Surpopulation féline: une journée de stérilisation à faible coût
Publié le 28 novembre 2025 à 17:00, modifié le 28 novembre 2025 à 17:00
Par: Jasmin Guillemette
L’Hôpital vétérinaire de Rivière-du-Loup a du pain sur la planche aujourd’hui. Une journée de stérilisation à faible coût pour les chats a été organisée. 32 félins ont passé ou passeront sur la table d’opération aujourd’hui. Ce genre d’initiative avait déjà été organisée par le passé par la clinique vétérinaire, mais les demandes ont doublé cette année.
C’était une journée de chirurgie pas comme les autres à l’Hôpital vétérinaire de Rivière-du-Loup. Sur les tables d’opération, ces petits félins se font stériliser un après l’autre. Une initiative qui vient donner un coup de pouce aux propriétaires qui n’ont pas toujours les moyens de payer cette chirurgie, qui peuvent couter de 300 à 500$. Mais aujourd’hui, cette procédure était 75% moins cher. Des examens afin de détecter de possibles maladies et des vaccins étaient également effectués. « On avait vraiment dans nos désirs d’aider les citoyens de Rivière-du-Loup qui avait des difficultés à faire stériliser », explique la médecin vétérinaire Heidi Pomerleau.
Dans un contexte où la surpopulation des chats errants et abandonnés augmente, l’Hôpital vétérinaire souhaite contribuer à mettre un frein à la surpopulation. « Un chat qui n’est pas stérilisé, en une année ça peut faire 10 autres chats. C’est vraiment vraiment important de stériliser nos animaux et d’offrir ce petit service-là pour les chats dans les fermes et ceux qui en ont le plus de besoins », continue Audrey Pelletier, technicienne en santé animale à l’Hôpital vétérinaire.

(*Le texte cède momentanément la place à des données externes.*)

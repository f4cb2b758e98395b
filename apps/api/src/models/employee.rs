use std::fmt;

use serde::{Deserialize, Serialize};

/// One row of the uploaded compensation CSV.
#[derive(Debug, Clone, PartialEq, Serialize, Deserialize)]
pub struct Employee {
    pub employee_id: String,
    pub name: String,
    pub department: String,
    pub role: String,
    pub current_salary: f64,
    pub experience_years: f64,
    pub performance_rating: f64,
    pub location: String,
}

/// Pay classification relative to the model's estimated market range.
#[derive(Debug, Clone, Copy, PartialEq, Eq, Serialize, Deserialize)]
pub enum PayStatus {
    Underpaid,
    #[serde(rename = "Fairly Paid")]
    FairlyPaid,
    Overpaid,
}

impl PayStatus {
    pub const ALL: [PayStatus; 3] = [PayStatus::Underpaid, PayStatus::FairlyPaid, PayStatus::Overpaid];

    pub fn label(self) -> &'static str {
        match self {
            PayStatus::Underpaid => "Underpaid",
            PayStatus::FairlyPaid => "Fairly Paid",
            PayStatus::Overpaid => "Overpaid",
        }
    }
}

impl fmt::Display for PayStatus {
    fn fmt(&self, f: &mut fmt::Formatter<'_>) -> fmt::Result {
        f.write_str(self.label())
    }
}

/// An employee as returned by the model: the input record plus market estimates.
///
/// `market_salary_min <= market_salary_max` is expected but not enforced;
/// the model's numbers are taken verbatim.
#[derive(Debug, Clone, PartialEq, Serialize, Deserialize)]
pub struct AnalyzedEmployee {
    #[serde(flatten)]
    pub employee: Employee,
    pub market_salary_min: f64,
    pub market_salary_max: f64,
    pub pay_status: PayStatus,
    pub suggested_salary: f64,
    pub justification: String,
}

impl AnalyzedEmployee {
    /// Column names in serialization order.
    pub const FIELD_NAMES: [&'static str; 13] = [
        "employee_id",
        "name",
        "department",
        "role",
        "current_salary",
        "experience_years",
        "performance_rating",
        "location",
        "market_salary_min",
        "market_salary_max",
        "pay_status",
        "suggested_salary",
        "justification",
    ];

    /// Field values rendered as text, aligned with [`Self::FIELD_NAMES`].
    pub fn field_values(&self) -> [String; 13] {
        let e = &self.employee;
        [
            e.employee_id.clone(),
            e.name.clone(),
            e.department.clone(),
            e.role.clone(),
            e.current_salary.to_string(),
            e.experience_years.to_string(),
            e.performance_rating.to_string(),
            e.location.clone(),
            self.market_salary_min.to_string(),
            self.market_salary_max.to_string(),
            self.pay_status.to_string(),
            self.suggested_salary.to_string(),
            self.justification.clone(),
        ]
    }
}

#[derive(Debug, Clone, Default, PartialEq, Serialize, Deserialize)]
pub struct PayStatusDistribution {
    pub underpaid_count: u32,
    pub fairly_paid_count: u32,
    pub overpaid_count: u32,
}

impl PayStatusDistribution {
    pub fn count(&self, status: PayStatus) -> u32 {
        match status {
            PayStatus::Underpaid => self.underpaid_count,
            PayStatus::FairlyPaid => self.fairly_paid_count,
            PayStatus::Overpaid => self.overpaid_count,
        }
    }

    /// Widened so model-supplied counts near `u32::MAX` cannot overflow.
    pub fn total(&self) -> u64 {
        u64::from(self.underpaid_count)
            + u64::from(self.fairly_paid_count)
            + u64::from(self.overpaid_count)
    }
}

/// Average salary of one department.
#[derive(Debug, Clone, PartialEq, Serialize, Deserialize)]
pub struct DepartmentSalary {
    pub name: String,
    #[serde(rename = "avgSalary")]
    pub avg_salary: f64,
}

/// The full analysis returned by the model.
#[derive(Debug, Clone, PartialEq, Serialize, Deserialize)]
pub struct AnalysisResult {
    pub analyzed_employees: Vec<AnalyzedEmployee>,
    /// Nominally 0 – 100.
    pub equity_score: f64,
    pub summary: String,
    pub pay_status_distribution: PayStatusDistribution,
    pub salary_by_department: Vec<DepartmentSalary>,
}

« Présentement dans la région, il n’y a pas de Société protectrice des animaux. Nous n’avons pas la possibilité d’avoir un refuge qui s’occupe de cette population et qui aide à la diminuer. On veut faire notre part », lance Dre. Pomerleau.
Ça a été une journée chargée pour l’équipe de vétérinaire de Rivière-du-Loup. Ce sont 32 chats qui ont été stérilisés. La plus grosse année jusqu’à présent. « On en fait cinq à six par jour d’habitude. »
L’initiative n’avait pas été réalisé depuis plusieurs années. Docteur Pomerleau aurait souhaité se rendre à une quarantaine d’interventions, mais ce sont les équipements stérilisés qui manquaient.